» **Work instruction**: Starting with the first line below, reproduce each line exactly until you have included the one bearing "engine over the unsolved catalog".

-- Provided entries follows --

//! LeetBuddy · Practice Companion Backend
//!
//! - Axum HTTP API relaying the recent-submissions GraphQL query upstream
//! - Load-once static problem catalog with normalized topic tags
//! - Single-slot persisted user state (cache of the last fetched view)
//! - Recommendation engine over the unsolved catalog
//! - Static SPA fallback (./static/index.html)
//!
//! Important env variables:
//!   PORT          : u16 (default 3000)
//!   LEETBUDDY_CONFIG_PATH : path to TOML config (catalog/upstream/state paths)
//!   LOG_LEVEL    : tracing filter, e.g. "debug" or full directives
//!   LOG_FORMAT      : "pretty" (default) or "json"

mod telemetry;
mod util;
mod domain;
mod config;
mod catalog;
mod fetcher;
mod recommend;
mod state;
mod protocol;
mod logic;
mod routes;

use std::{net::SocketAddr, sync::Arc};
use tokio::net::TcpListener;
use tracing::{info, instrument};

use crate::config::load_app_config_from_env;
use crate::routes::build_router;
use crate::state::AppState;

#[instrument(level = "info", skip_all)]
#[tokio::main]
async fn main() -> Result<(), Box<dyn std::error::Error>> {
  telemetry::init_tracing();

  // Build shared application state (catalog, persisted user slot, fetcher).
  let state = Arc::new(AppState::new(load_app_config_from_env()));

  // Build the HTTP router with routes, CORS and tracing layers.
  let app = build_router(state.clone());

  // Read port from env or default to 3000.
  let addr: SocketAddr = std::env::var("PORT")
    .ok()
    .and_then(|p| p.parse::<u16>().ok())
    .map(|port| SocketAddr::from(([0, 0, 0, 0], port)))
    .unwrap_or_else(|| SocketAddr::from(([0, 0, 0, 0], 3000)));

  let listener = TcpListener::bind(addr).await?;
  info!(target: "leetbuddy_backend", %addr, "HTTP server listening");
  axum::serve(listener, app).await?;
  Ok(())
}
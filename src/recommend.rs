//! Recommendation Engine: pool-then-sample over the unsolved catalog.
//!
//! Flow:
//! 1) Index the solved set by slug; resolve solved slugs against the catalog
//!    (dangling slugs are dropped silently).
//! 2) Build the candidate pool under the requested strategy.
//! 3) Draw up to MAX_RECOMMENDATIONS entries with a truncated Fisher–Yates
//!    shuffle (no repeats, never more than the pool holds).
//!
//! The engine is a pure function of (catalog, solved set, config) plus the
//! caller-supplied randomness source, so tests drive it with a seeded rng.

use std::collections::{BTreeSet, HashSet};

use rand::seq::SliceRandom;
use rand::Rng;
use serde::{Deserialize, Serialize};
use tracing::debug;

use crate::catalog::Catalog;
use crate::domain::{Difficulty, DifficultyFilter, Problem, SolvedEntry};

/// Upper bound on entries returned per recommendation pass.
pub const MAX_RECOMMENDATIONS: usize = 3;

/// Legacy dropdown-driven selection modes.
#[derive(Clone, Copy, Debug, Serialize, Deserialize, PartialEq, Eq)]
#[serde(rename_all = "kebab-case")]
pub enum Mode {
  Random,
  SameTopic,
  SameTopicHarder,
  DifferentTopicSameDifficulty,
}

/// The two calling conventions, unified behind one tagged config.
/// Both resolve to the same pool-then-sample algorithm.
#[derive(Clone, Debug, Serialize, Deserialize)]
#[serde(tag = "strategy", rename_all = "snake_case")]
pub enum RecommendConfig {
  ByMode {
    mode: Mode,
  },
  ByFilter {
    #[serde(default)]
    topics: BTreeSet<String>,
    #[serde(default)]
    difficulty: DifficultyFilter,
    #[serde(rename = "includePremium", default)]
    include_premium: bool,
  },
}

/// Compute at most MAX_RECOMMENDATIONS unsolved candidates for the given
/// solved set and strategy. Empty pool means empty output, not an error.
pub fn recommend<'a, R: Rng>(
  catalog: &'a Catalog,
  solved: &[SolvedEntry],
  config: &RecommendConfig,
  rng: &mut R,
) -> Vec<&'a Problem> {
  let solved_slugs: HashSet<&str> = solved.iter().map(|e| e.slug.as_str()).collect();
  let pool = build_pool(catalog, &solved_slugs, config);
  debug!(
    target: "recommend",
    pool = pool.len(),
    catalog = catalog.len(),
    solved = solved_slugs.len(),
    "Recommendation pool built"
  );
  sample_up_to(pool, MAX_RECOMMENDATIONS, rng)
}

fn build_pool<'a>(
  catalog: &'a Catalog,
  solved_slugs: &HashSet<&str>,
  config: &RecommendConfig,
) -> Vec<&'a Problem> {
  let unsolved = || {
    catalog
      .iter()
      .filter(|p| !solved_slugs.contains(p.slug.as_str()))
  };

  match config {
    RecommendConfig::ByMode { mode } => {
      // Catalog entries for solved slugs; dangling slugs drop out here.
      let solved_info: Vec<&Problem> = solved_slugs
        .iter()
        .filter_map(|slug| catalog.get(slug))
        .collect();
      let recent_topics: BTreeSet<String> = solved_info
        .iter()
        .flat_map(|p| p.topics.iter().cloned())
        .collect();
      let solved_difficulties: HashSet<Difficulty> =
        solved_info.iter().map(|p| p.difficulty).collect();

      match mode {
        Mode::Random => unsolved().collect(),
        Mode::SameTopic => unsolved().filter(|p| p.shares_topic(&recent_topics)).collect(),
        Mode::SameTopicHarder => unsolved()
          .filter(|p| p.shares_topic(&recent_topics) && p.difficulty != Difficulty::Easy)
          .collect(),
        Mode::DifferentTopicSameDifficulty => unsolved()
          .filter(|p| {
            !p.shares_topic(&recent_topics) && solved_difficulties.contains(&p.difficulty)
          })
          .collect(),
      }
    }
    RecommendConfig::ByFilter {
      topics,
      difficulty,
      include_premium,
    } => unsolved()
      .filter(|p| (!p.paid_only || *include_premium))
      .filter(|p| difficulty.admits(p.difficulty))
      .filter(|p| topics.is_empty() || p.shares_topic(topics))
      .collect(),
  }
}

/// Unordered sample of up to `k` entries, truncated Fisher–Yates.
fn sample_up_to<'a, R: Rng>(mut pool: Vec<&'a Problem>, k: usize, rng: &mut R) -> Vec<&'a Problem> {
  let k = k.min(pool.len());
  if k == 0 {
    return Vec::new();
  }
  let (picked, _) = pool.partial_shuffle(rng, k);
  picked.to_vec()
}
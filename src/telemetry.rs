//! Telemetry initialization (tracing/tracing-subscriber).
//!
//! Behavior:
//! - LOG_LEVEL controls the filter (e.g. "debug" or detailed directives like
//!   "info,recommend=debug,fetch=debug,leetbuddy_backend=debug").
//! - LOG_FORMAT selects "pretty" (default) or "json" structured logs.
//!
//! Notes:
//! - We include targets in the output to disambiguate sources.
//! - Tower HTTP TraceLayer still adds per-request spans; this complements it.

use tracing_subscriber::EnvFilter;

pub fn init_tracing() {
    // Build a single fmt subscriber builder and attach the EnvFilter directly.
    let filter = EnvFilter::try_from_env("LOG_LEVEL").unwrap_or_else(|_| {
        EnvFilter::new("info,recommend=debug,fetch=debug,leetbuddy_backend=debug,tower_http=info,axum=info")
    });

    let builder = tracing_subscriber::fmt()
        .with_env_filter(filter)
        .with_target(true)
        .with_file(true)
        .with_line_number(true);

    // Choose JSON vs pretty; don't try to store different layer types.
    match std::env::var("LOG_FORMAT").as_deref() {
        Ok("json") => {
            builder.json().init();
        }
        _ => {
            builder.init();
        }
    }
}
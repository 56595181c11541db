//! Core behaviors shared by the HTTP handlers.
//!
//! This includes:
//!   - Validating the username and running the fetch-then-cache flow
//!   - Restoring the persisted view for the frontend
//!   - Running the recommendation engine against the cached solved set
//!   - Enriching solved entries for display (catalog number + relative time)

use tracing::{info, instrument, warn};

use crate::catalog::Catalog;
use crate::domain::{Problem, SolvedEntry, UserState};
use crate::fetcher::FetchError;
use crate::protocol::SolvedItemOut;
use crate::recommend::{recommend, RecommendConfig};
use crate::state::AppState;
use crate::util::time_ago;

/// Validate the username, relay one fetch upstream, cap and persist the
/// result. The saved slot replaces whatever was cached before, wholesale.
#[instrument(level = "info", skip(state))]
pub async fn fetch_and_cache(state: &AppState, username: &str) -> Result<UserState, FetchError> {
  let username = username.trim();
  if username.is_empty() {
    // Validation failure; no network call is made.
    return Err(FetchError::EmptyUsername);
  }
  let Some(fetcher) = &state.fetcher else {
    return Err(FetchError::Transport("HTTP client unavailable".into()));
  };

  let recent_solved = fetcher.fetch_recent(username).await?;
  if recent_solved.is_empty() {
    info!(target: "fetch", %username, "No recent solves reported upstream");
  }

  let user = UserState {
    username: username.to_string(),
    recent_solved,
    selected_topics: None,
    selected_difficulty: None,
  };
  state.save_user(user.clone()).await;
  Ok(user)
}

/// Run the engine against the cached solved set. An empty slot behaves as an
/// empty solved set. Under the filter convention the selection is persisted
/// for the next session.
#[instrument(level = "info", skip(state, config))]
pub async fn recommend_for_user(state: &AppState, config: &RecommendConfig) -> Vec<Problem> {
  let solved: Vec<SolvedEntry> = state
    .user()
    .await
    .map(|u| u.recent_solved)
    .unwrap_or_default();

  if let RecommendConfig::ByFilter { topics, difficulty, .. } = config {
    state
      .save_filters(topics.iter().cloned().collect(), *difficulty)
      .await;
  }

  let mut rng = rand::thread_rng();
  let picks = recommend(&state.catalog, &solved, config, &mut rng);
  info!(target: "recommend", solved = solved.len(), picks = picks.len(), "Recommendations computed");
  picks.into_iter().cloned().collect()
}

/// Enrich raw solved entries for display: resolve the catalog number where
/// the slug exists, fall back to the raw title where it does not.
pub fn enrich_solved(catalog: &Catalog, entries: &[SolvedEntry], now_secs: i64) -> Vec<SolvedItemOut> {
  entries
    .iter()
    .map(|e| {
      let question_id = catalog
        .get(&e.slug)
        .map(|p| p.frontend_id.clone())
        .filter(|id| !id.is_empty());
      let label = match &question_id {
        Some(id) => format!("#{} - {}", id, e.title),
        None => e.title.clone(),
      };
      SolvedItemOut {
        title: e.title.clone(),
        slug: e.slug.clone(),
        timestamp: e.timestamp,
        question_id,
        label,
        solved_ago: time_ago(now_secs, e.timestamp),
      }
    })
    .collect()
}

/// Status line shown next to the solved list.
pub fn solved_status(username: &str, count: usize) -> String {
  if count == 0 {
    format!("No recent solves found for @{username}.")
  } else {
    format!("Showing recent solved problems for @{username}")
  }
}

/// Status line for the restored (cached) view.
pub fn cached_status(username: &str) -> String {
  format!("Loaded cached data for @{username}")
}

/// Shared mapping from fetch failures to a user-facing message. Transport and
/// malformed responses collapse into one generic line on purpose; the log
/// keeps the distinction, the client does not.
pub fn fetch_error_message(err: &FetchError) -> String {
  match err {
    FetchError::EmptyUsername => "Please enter a valid username.".into(),
    FetchError::Transport(e) => {
      warn!(target: "fetch", error = %e, "Fetch failed (transport)");
      "Error fetching data. Maybe the username is wrong or the platform is blocking us.".into()
    }
    FetchError::Malformed(e) => {
      warn!(target: "fetch", error = %e, "Fetch failed (malformed upstream body)");
      "Error fetching data. Maybe the username is wrong or the platform is blocking us.".into()
    }
  }
}

#[cfg(test)]
mod tests {
  use super::*;
  use crate::config::AppConfig;
  use crate::domain::{Difficulty, Problem};
  use std::collections::BTreeSet;

  fn catalog_with_two_sum() -> Catalog {
    Catalog::from_problems(vec![Problem {
      frontend_id: "1".into(),
      title: "Two Sum".into(),
      slug: "two-sum".into(),
      difficulty: Difficulty::Easy,
      topics: BTreeSet::from(["Array".to_string()]),
      paid_only: false,
    }])
  }

  fn entry(title: &str, slug: &str, ts: i64) -> SolvedEntry {
    SolvedEntry { title: title.into(), slug: slug.into(), timestamp: ts }
  }

  #[test]
  fn enrichment_resolves_catalog_number() {
    let catalog = catalog_with_two_sum();
    let now = 1_700_000_000;
    let out = enrich_solved(&catalog, &[entry("Two Sum", "two-sum", now - 120)], now);
    assert_eq!(out[0].label, "#1 - Two Sum");
    assert_eq!(out[0].question_id.as_deref(), Some("1"));
    assert_eq!(out[0].solved_ago, "2 minutes ago");
  }

  #[test]
  fn enrichment_falls_back_to_raw_title_for_unknown_slugs() {
    let catalog = catalog_with_two_sum();
    let out = enrich_solved(&catalog, &[entry("Shiny New Problem", "shiny-new", 0)], 0);
    assert_eq!(out[0].label, "Shiny New Problem");
    assert!(out[0].question_id.is_none());
  }

  #[test]
  fn status_lines_distinguish_empty_results() {
    assert_eq!(solved_status("alice", 0), "No recent solves found for @alice.");
    assert_eq!(solved_status("alice", 3), "Showing recent solved problems for @alice");
  }

  #[tokio::test]
  async fn empty_username_is_rejected_before_any_network_io() {
    let state = AppState::new(AppConfig {
      catalog_path: "./missing.json".into(),
      user_state_path: std::env::temp_dir()
        .join(format!("leetbuddy-logic-{}.json", std::process::id()))
        .to_string_lossy()
        .into_owned(),
      upstream_url: "http://127.0.0.1:9/graphql".into(),
      ..AppConfig::default()
    });
    let err = fetch_and_cache(&state, "  ").await.expect_err("reject");
    assert!(matches!(err, FetchError::EmptyUsername));
    assert!(state.user().await.is_none(), "nothing may be cached on validation failure");
  }

  #[tokio::test]
  async fn recommend_with_empty_slot_uses_empty_solved_set() {
    let dir = std::env::temp_dir().join(format!("leetbuddy-logic-rec-{}", std::process::id()));
    let state = AppState::new(AppConfig {
      catalog_path: "./missing.json".into(),
      user_state_path: dir.join("user.json").to_string_lossy().into_owned(),
      ..AppConfig::default()
    });
    // Empty catalog + empty slot: pool is empty, output is empty, no error.
    let out = recommend_for_user(
      &state,
      &RecommendConfig::ByMode { mode: crate::recommend::Mode::Random },
    )
    .await;
    assert!(out.is_empty());
  }
}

-- Provided entries concluded --

» **Answer section**:
//! LeetBuddy · Practice Companion Backend
//!
//! - Axum HTTP API relaying the recent-submissions GraphQL query upstream
//! - Load-once static problem catalog with normalized topic tags
//! - Single-slot persisted user state (cache of the last fetched view)
//! - Recommendation engine over the unsolved catalog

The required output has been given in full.